§ **PROVIDED DATA**:

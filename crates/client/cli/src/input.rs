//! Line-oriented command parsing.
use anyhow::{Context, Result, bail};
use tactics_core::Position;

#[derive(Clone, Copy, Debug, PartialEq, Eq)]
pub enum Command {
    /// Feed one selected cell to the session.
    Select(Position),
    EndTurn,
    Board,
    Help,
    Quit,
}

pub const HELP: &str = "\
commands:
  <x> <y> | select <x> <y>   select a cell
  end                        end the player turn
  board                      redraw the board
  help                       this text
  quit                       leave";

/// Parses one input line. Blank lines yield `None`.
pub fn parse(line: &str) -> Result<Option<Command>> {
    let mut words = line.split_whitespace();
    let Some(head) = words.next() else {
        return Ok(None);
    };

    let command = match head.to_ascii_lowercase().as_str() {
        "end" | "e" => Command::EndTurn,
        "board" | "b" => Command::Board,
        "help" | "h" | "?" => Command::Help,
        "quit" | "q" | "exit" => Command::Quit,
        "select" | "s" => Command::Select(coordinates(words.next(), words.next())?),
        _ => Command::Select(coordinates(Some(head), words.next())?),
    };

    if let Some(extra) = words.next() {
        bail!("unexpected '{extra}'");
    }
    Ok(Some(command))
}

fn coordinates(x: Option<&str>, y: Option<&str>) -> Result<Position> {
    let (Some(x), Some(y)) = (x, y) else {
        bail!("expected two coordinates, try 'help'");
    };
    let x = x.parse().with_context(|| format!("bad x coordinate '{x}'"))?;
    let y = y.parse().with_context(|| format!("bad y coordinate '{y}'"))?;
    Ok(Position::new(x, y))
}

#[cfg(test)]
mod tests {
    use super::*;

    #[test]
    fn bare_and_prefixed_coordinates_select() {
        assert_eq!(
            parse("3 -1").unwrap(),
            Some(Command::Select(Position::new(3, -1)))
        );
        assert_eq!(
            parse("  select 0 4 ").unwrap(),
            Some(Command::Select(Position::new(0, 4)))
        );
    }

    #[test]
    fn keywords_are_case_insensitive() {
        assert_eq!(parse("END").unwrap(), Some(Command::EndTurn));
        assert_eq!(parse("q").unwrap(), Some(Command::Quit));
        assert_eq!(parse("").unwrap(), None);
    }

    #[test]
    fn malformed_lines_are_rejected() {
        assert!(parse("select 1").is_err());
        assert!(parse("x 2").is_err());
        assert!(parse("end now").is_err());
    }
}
==
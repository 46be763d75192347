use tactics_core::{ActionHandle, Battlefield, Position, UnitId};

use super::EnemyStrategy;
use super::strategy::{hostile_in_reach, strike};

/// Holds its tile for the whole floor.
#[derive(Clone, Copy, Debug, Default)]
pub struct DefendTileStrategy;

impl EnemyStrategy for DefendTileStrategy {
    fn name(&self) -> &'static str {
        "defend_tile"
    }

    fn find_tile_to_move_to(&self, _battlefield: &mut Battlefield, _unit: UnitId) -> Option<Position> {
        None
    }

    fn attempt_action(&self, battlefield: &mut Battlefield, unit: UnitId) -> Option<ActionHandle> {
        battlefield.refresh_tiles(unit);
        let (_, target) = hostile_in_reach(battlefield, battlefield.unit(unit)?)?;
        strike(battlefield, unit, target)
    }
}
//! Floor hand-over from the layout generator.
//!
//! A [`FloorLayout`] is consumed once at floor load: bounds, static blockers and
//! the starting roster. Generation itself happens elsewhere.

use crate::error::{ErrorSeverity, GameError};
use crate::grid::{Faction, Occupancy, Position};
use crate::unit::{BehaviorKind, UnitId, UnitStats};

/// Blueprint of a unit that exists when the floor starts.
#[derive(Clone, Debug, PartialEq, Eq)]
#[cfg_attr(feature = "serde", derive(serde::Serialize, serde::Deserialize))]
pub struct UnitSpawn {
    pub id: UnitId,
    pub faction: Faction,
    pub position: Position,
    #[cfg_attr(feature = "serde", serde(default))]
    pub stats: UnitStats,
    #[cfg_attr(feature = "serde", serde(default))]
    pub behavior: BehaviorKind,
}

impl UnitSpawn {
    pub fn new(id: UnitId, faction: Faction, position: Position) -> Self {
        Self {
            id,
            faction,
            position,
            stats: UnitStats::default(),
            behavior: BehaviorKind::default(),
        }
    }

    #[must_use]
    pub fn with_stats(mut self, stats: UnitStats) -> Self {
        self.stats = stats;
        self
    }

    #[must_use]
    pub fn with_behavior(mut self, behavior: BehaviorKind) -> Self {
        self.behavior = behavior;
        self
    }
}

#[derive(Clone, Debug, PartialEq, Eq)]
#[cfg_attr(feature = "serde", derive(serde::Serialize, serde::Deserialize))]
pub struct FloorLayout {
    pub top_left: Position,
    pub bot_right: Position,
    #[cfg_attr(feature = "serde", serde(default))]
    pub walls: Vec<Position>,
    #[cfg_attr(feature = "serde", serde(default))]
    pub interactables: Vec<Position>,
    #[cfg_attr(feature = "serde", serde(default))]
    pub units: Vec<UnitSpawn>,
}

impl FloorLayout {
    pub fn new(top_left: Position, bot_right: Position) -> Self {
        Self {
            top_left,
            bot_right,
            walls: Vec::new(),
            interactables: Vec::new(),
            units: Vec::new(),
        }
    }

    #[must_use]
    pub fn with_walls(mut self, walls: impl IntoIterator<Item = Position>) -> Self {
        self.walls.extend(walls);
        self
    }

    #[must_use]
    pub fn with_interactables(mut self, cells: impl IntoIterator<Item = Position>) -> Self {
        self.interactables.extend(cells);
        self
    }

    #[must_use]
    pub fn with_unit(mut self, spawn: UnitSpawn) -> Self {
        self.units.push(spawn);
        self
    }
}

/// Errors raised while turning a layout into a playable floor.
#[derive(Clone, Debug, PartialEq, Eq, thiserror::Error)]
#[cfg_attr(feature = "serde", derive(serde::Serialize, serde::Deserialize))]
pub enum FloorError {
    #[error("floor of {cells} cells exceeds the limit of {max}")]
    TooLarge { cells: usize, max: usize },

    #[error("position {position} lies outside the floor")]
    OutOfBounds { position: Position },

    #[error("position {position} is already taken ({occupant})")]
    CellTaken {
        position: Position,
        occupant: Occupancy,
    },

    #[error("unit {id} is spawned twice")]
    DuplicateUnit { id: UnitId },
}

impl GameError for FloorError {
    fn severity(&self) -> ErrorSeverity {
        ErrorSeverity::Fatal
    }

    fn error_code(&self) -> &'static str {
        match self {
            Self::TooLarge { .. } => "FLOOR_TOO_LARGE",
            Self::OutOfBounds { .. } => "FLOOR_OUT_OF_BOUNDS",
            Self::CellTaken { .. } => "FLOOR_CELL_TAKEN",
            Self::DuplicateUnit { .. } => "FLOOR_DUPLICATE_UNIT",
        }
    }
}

§ **PROBLEM**: Once you have counted the lines of the material that include "occupant", give only that number.

§ **SOLUTION TO THIS TASK**: 2